*** TASK INPUT Section Begins ***
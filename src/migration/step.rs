use serde::{Deserialize, Serialize};

use crate::error::MigrateError;
use crate::introspect::SchemaSnapshot;
use crate::utils::Utils;

/// Value source for populating a column on pre-existing rows.
///
/// `from` is a SQL expression evaluated per row of the step's table, usually a
/// correlated subquery such as
/// `SELECT p.construction_phase FROM projects p WHERE p.id = cost_positions.project_id`.
/// The NULL guard is added by the backfill pass, never by the expression.
#[derive(Debug, Clone, PartialEq, Eq, Serialize, Deserialize)]
pub struct Backfill {
    pub from: String,
}

/// Condition that tells whether a destructive rebuild is still pending.
#[derive(Debug, Clone, PartialEq, Eq, Serialize, Deserialize)]
#[serde(rename_all = "snake_case")]
pub enum RebuildCheck {
    /// The column must exist without a NOT NULL constraint.
    Nullable(String),
    /// The column must no longer exist.
    Absent(String),
}

impl RebuildCheck {
    pub fn column(&self) -> &str {
        match self {
            RebuildCheck::Nullable(column) | RebuildCheck::Absent(column) => column,
        }
    }
}

#[derive(Debug, Clone, PartialEq, Eq, Serialize, Deserialize)]
#[serde(tag = "kind", rename_all = "snake_case")]
pub enum StepKind {
    /// `CREATE TABLE IF NOT EXISTS table (definition)`.
    CreateTable { definition: String },
    /// `ALTER TABLE table ADD COLUMN column column_type [constraints]`, with
    /// an optional backfill for rows that predate the column.
    AddColumn {
        column: String,
        column_type: String,
        #[serde(default)]
        constraints: Option<String>,
        #[serde(default)]
        backfill: Option<Backfill>,
    },
    /// `CREATE [UNIQUE] INDEX IF NOT EXISTS index ON table (columns)`.
    CreateIndex {
        index: String,
        columns: Vec<String>,
        #[serde(default)]
        unique: bool,
    },
    /// Copy into a freshly defined table, drop the old one and rename.
    RebuildTable {
        definition: String,
        check: RebuildCheck,
    },
}

/// Result of checking a step's post-condition against the live schema.
#[derive(Debug, Clone, Copy, PartialEq, Eq, Serialize)]
#[serde(rename_all = "snake_case")]
pub enum CheckOutcome {
    Satisfied,
    /// The column exists but its declared type differs from the step's.
    TypeDrift,
    Unsatisfied,
}

/// Whether a step's target already exists in a snapshot.
#[derive(Debug, Clone, Copy, PartialEq, Eq)]
pub enum Presence {
    Present,
    Missing,
}

/// One unit of schema change. Applying it twice must be a no-op.
#[derive(Debug, Clone, PartialEq, Eq, Serialize, Deserialize)]
pub struct MigrationStep {
    pub id: String,
    pub table: String,
    #[serde(flatten)]
    pub kind: StepKind,
}

impl MigrationStep {
    pub fn create_table(id: &str, table: &str, definition: &str) -> Self {
        Self {
            id: id.to_owned(),
            table: table.to_owned(),
            kind: StepKind::CreateTable {
                definition: definition.trim().to_owned(),
            },
        }
    }

    pub fn add_column(id: &str, table: &str, column: &str, column_type: &str) -> Self {
        Self {
            id: id.to_owned(),
            table: table.to_owned(),
            kind: StepKind::AddColumn {
                column: column.to_owned(),
                column_type: column_type.to_owned(),
                constraints: None,
                backfill: None,
            },
        }
    }

    pub fn create_index(id: &str, table: &str, index: &str, columns: &[&str]) -> Self {
        Self {
            id: id.to_owned(),
            table: table.to_owned(),
            kind: StepKind::CreateIndex {
                index: index.to_owned(),
                columns: columns.iter().map(|c| (*c).to_owned()).collect(),
                unique: false,
            },
        }
    }

    pub fn rebuild_table(id: &str, table: &str, definition: &str, check: RebuildCheck) -> Self {
        Self {
            id: id.to_owned(),
            table: table.to_owned(),
            kind: StepKind::RebuildTable {
                definition: definition.trim().to_owned(),
                check,
            },
        }
    }

    /// Attach extra column constraints (e.g. `DEFAULT 0`). Only meaningful
    /// for `AddColumn`; ignored otherwise.
    pub fn with_constraints(mut self, extra: &str) -> Self {
        if let StepKind::AddColumn { constraints, .. } = &mut self.kind {
            *constraints = Some(extra.to_owned());
        }
        self
    }

    /// Attach a backfill. Only meaningful for `AddColumn`; ignored otherwise.
    pub fn with_backfill(mut self, from: &str) -> Self {
        if let StepKind::AddColumn { backfill, .. } = &mut self.kind {
            *backfill = Some(Backfill {
                from: from.trim().to_owned(),
            });
        }
        self
    }

    pub fn unique(mut self) -> Self {
        if let StepKind::CreateIndex { unique, .. } = &mut self.kind {
            *unique = true;
        }
        self
    }

    /// Name of the object this step creates or changes.
    pub fn target(&self) -> &str {
        match &self.kind {
            StepKind::CreateTable { .. } | StepKind::RebuildTable { .. } => &self.table,
            StepKind::AddColumn { column, .. } => column,
            StepKind::CreateIndex { index, .. } => index,
        }
    }

    pub fn kind_name(&self) -> &'static str {
        match &self.kind {
            StepKind::CreateTable { .. } => "create_table",
            StepKind::AddColumn { .. } => "add_column",
            StepKind::CreateIndex { .. } => "create_index",
            StepKind::RebuildTable { .. } => "rebuild_table",
        }
    }

    pub fn backfill(&self) -> Option<(&str, &Backfill)> {
        match &self.kind {
            StepKind::AddColumn {
                column,
                backfill: Some(backfill),
                ..
            } => Some((column.as_str(), backfill)),
            _ => None,
        }
    }

    pub fn is_destructive(&self) -> bool {
        matches!(self.kind, StepKind::RebuildTable { .. })
    }

    /// DDL for the additive kinds. Rebuilds are multi-statement and handled
    /// by the table rebuilder.
    pub fn ddl(&self) -> Option<String> {
        let table = Utils::quote_ident(&self.table);
        match &self.kind {
            StepKind::CreateTable { definition } => Some(format!(
                "CREATE TABLE IF NOT EXISTS {} ({})",
                table, definition
            )),
            StepKind::AddColumn {
                column,
                column_type,
                constraints,
                ..
            } => {
                let mut ddl = format!(
                    "ALTER TABLE {} ADD COLUMN {} {}",
                    table,
                    Utils::quote_ident(column),
                    column_type
                );
                if let Some(extra) = constraints {
                    ddl.push(' ');
                    ddl.push_str(extra);
                }
                Some(ddl)
            }
            StepKind::CreateIndex {
                index,
                columns,
                unique,
            } => {
                let columns = columns
                    .iter()
                    .map(|c| Utils::quote_ident(c))
                    .collect::<Vec<_>>()
                    .join(", ");
                Some(format!(
                    "CREATE {}INDEX IF NOT EXISTS {} ON {} ({})",
                    if *unique { "UNIQUE " } else { "" },
                    Utils::quote_ident(index),
                    table,
                    columns
                ))
            }
            StepKind::RebuildTable { .. } => None,
        }
    }

    /// Decide whether the step still has work to do.
    ///
    /// Every kind except `CreateTable` requires its table to exist; a missing
    /// table is a `SchemaError` rather than "target missing".
    pub fn presence_in(&self, snapshot: &SchemaSnapshot) -> Result<Presence, MigrateError> {
        if let StepKind::CreateTable { .. } = self.kind {
            return Ok(if snapshot.has_table(&self.table) {
                Presence::Present
            } else {
                Presence::Missing
            });
        }

        let table = snapshot.require_table(&self.table)?;
        let present = match &self.kind {
            StepKind::CreateTable { .. } => true,
            StepKind::AddColumn { column, .. } => table.has_column(column),
            StepKind::CreateIndex { index, .. } => table.has_index(index),
            StepKind::RebuildTable { check, .. } => match check {
                RebuildCheck::Nullable(column) => {
                    table.column(column).is_some_and(|col| !col.not_null)
                }
                RebuildCheck::Absent(column) => !table.has_column(column),
            },
        };

        Ok(if present {
            Presence::Present
        } else {
            Presence::Missing
        })
    }

    /// Check the step's post-condition. Returns the outcome and a detail line.
    ///
    /// Stricter than [`MigrationStep::presence_in`]: an added column whose
    /// declared type differs is reported as [`CheckOutcome::TypeDrift`].
    pub fn check_in(&self, snapshot: &SchemaSnapshot) -> (CheckOutcome, String) {
        let Some(table) = snapshot.table(&self.table) else {
            return (CheckOutcome::Unsatisfied, format!("table '{}' does not exist", self.table));
        };

        match &self.kind {
            StepKind::CreateTable { .. } => (CheckOutcome::Satisfied, "table exists".to_owned()),
            StepKind::AddColumn {
                column,
                column_type,
                ..
            } => match table.column(column) {
                None => (CheckOutcome::Unsatisfied, format!("column '{}' is missing", column)),
                Some(col) if !Utils::same_decl_type(&col.decl_type, column_type) => (
                    CheckOutcome::TypeDrift,
                    format!(
                        "column '{}' has type '{}', expected '{}'",
                        column, col.decl_type, column_type
                    ),
                ),
                Some(col) => (CheckOutcome::Satisfied, format!("column '{}' {}", column, col.decl_type)),
            },
            StepKind::CreateIndex { index, .. } => {
                if table.has_index(index) {
                    (CheckOutcome::Satisfied, format!("index '{}' exists", index))
                } else {
                    (CheckOutcome::Unsatisfied, format!("index '{}' is missing", index))
                }
            }
            StepKind::RebuildTable { check, .. } => match check {
                RebuildCheck::Nullable(column) => match table.column(column) {
                    None => (CheckOutcome::Unsatisfied, format!("column '{}' is missing", column)),
                    Some(col) if col.not_null => {
                        (CheckOutcome::Unsatisfied, format!("column '{}' is still NOT NULL", column))
                    }
                    Some(_) => (CheckOutcome::Satisfied, format!("column '{}' is nullable", column)),
                },
                RebuildCheck::Absent(column) => {
                    if table.has_column(column) {
                        (CheckOutcome::Unsatisfied, format!("column '{}' still exists", column))
                    } else {
                        (CheckOutcome::Satisfied, format!("column '{}' is gone", column))
                    }
                }
            },
        }
    }

    /// Reject definitions that cannot be applied safely.
    pub fn validate(&self) -> Result<(), MigrateError> {
        let invalid = |what: String| {
            Err(MigrateError::PlanError(format!("step '{}': {}", self.id, what)))
        };

        if self.id.trim().is_empty() {
            return Err(MigrateError::PlanError(
                "step with empty id".to_owned(),
            ));
        }
        if !Utils::is_identifier(&self.table) {
            return invalid(format!("invalid table name '{}'", self.table));
        }

        match &self.kind {
            StepKind::CreateTable { definition } | StepKind::RebuildTable { definition, .. } => {
                if definition.trim().is_empty() {
                    return invalid("empty table definition".to_owned());
                }
                if definition.contains(';') {
                    return invalid("table definition must be a single statement".to_owned());
                }
                if let StepKind::RebuildTable { check, .. } = &self.kind {
                    if !Utils::is_identifier(check.column()) {
                        return invalid(format!("invalid column name '{}'", check.column()));
                    }
                }
            }
            StepKind::AddColumn {
                column,
                column_type,
                constraints,
                backfill,
            } => {
                if !Utils::is_identifier(column) {
                    return invalid(format!("invalid column name '{}'", column));
                }
                let type_ok = !column_type.trim().is_empty()
                    && column_type
                        .chars()
                        .all(|c| c.is_ascii_alphanumeric() || " _(),".contains(c));
                if !type_ok {
                    return invalid(format!("invalid column type '{}'", column_type));
                }
                if constraints.as_deref().is_some_and(|c| c.contains(';')) {
                    return invalid("constraints must not contain ';'".to_owned());
                }
                if let Some(backfill) = backfill {
                    if backfill.from.trim().is_empty() || backfill.from.contains(';') {
                        return invalid("backfill must be a single expression".to_owned());
                    }
                    // ADD COLUMN .. DEFAULT fills every existing row, leaving
                    // no NULLs for the backfill to populate.
                    let has_default = constraints.as_deref().is_some_and(|c| {
                        c.split(|ch: char| !ch.is_ascii_alphanumeric() && ch != '_')
                            .any(|word| word.eq_ignore_ascii_case("default"))
                    });
                    if has_default {
                        return invalid(
                            "a backfilled column cannot declare a DEFAULT".to_owned(),
                        );
                    }
                }
            }
            StepKind::CreateIndex { index, columns, .. } => {
                if !Utils::is_identifier(index) {
                    return invalid(format!("invalid index name '{}'", index));
                }
                if columns.is_empty() {
                    return invalid("index without columns".to_owned());
                }
                if let Some(bad) = columns.iter().find(|c| !Utils::is_identifier(c)) {
                    return invalid(format!("invalid index column '{}'", bad));
                }
            }
        }

        Ok(())
    }
}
*** TASK INPUT Section Ends ***
EXERCISE AIM: Across the data, find each line that has "expression" in it and copy that line.

ANSWER AREA:
/// `from` is a SQL expression evaluated per row of the step's table, usually a
/// The NULL guard is added by the backfill pass, never by the expression.
                        return invalid("backfill must be a single expression".to_owned());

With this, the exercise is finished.